A lawyer for Philip Morris and other defendant companies said on Wednesday that the gag order might aggravate any stock drops if a jury fixes potentially massive damages in the case, possibly as early as March.
But a three-judge panel of Florida's Third District Court of Appeal said in a terse written ruling that the cigarette companies had shown no reason to lift the order, which has been in place since the landmark case began in October 1998.
``The record does not reflect a change in circumstances to justify granting defendants' motion,'' the judges wrote. ``... We conclude that the (gag) order under review does not violate defendants' First Amendment rights.''
Floyd Abrams, a leading constitutional lawyer representing the tobacco companies, said the gag order issued by Miami trial Judge Robert Kaye impinged on the free-speech rights granted by the First Amendment of the U.S. Constitution.

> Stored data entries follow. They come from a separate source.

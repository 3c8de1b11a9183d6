mod cli;
mod infra;
mod preview;
mod routes;
mod server;

use homevision::error::AppError;

pub async fn run() -> Result<(), AppError> {
    cli::run().await
}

Some restrictions on contacts between reporters and parties were permitted in order to ensure a fair trial, another right contained in the centuries-old Constitution, the framework for much U.S. law, the judges ruled.
The lawyer for the smokers, Stanley Rosenblatt, said the gag order had been put in place to ensure a fair verdict and had in no way inhibited news coverage of the trial.
The Engle case on behalf of 500,000 or more sick smokers in Florida is nearing the end of a penalty-fixing phase to set compensatory damages for three plaintiffs and punitive damages as high as $200 billion or more for all the ailing smokers.
A six-person jury, the same one now weighing cash awards in a follow-up phase, ruled that smoking caused many illnesses and that U.S. cigarette makers were liable for the suffering and premature deaths of thousands of smokers in Florida.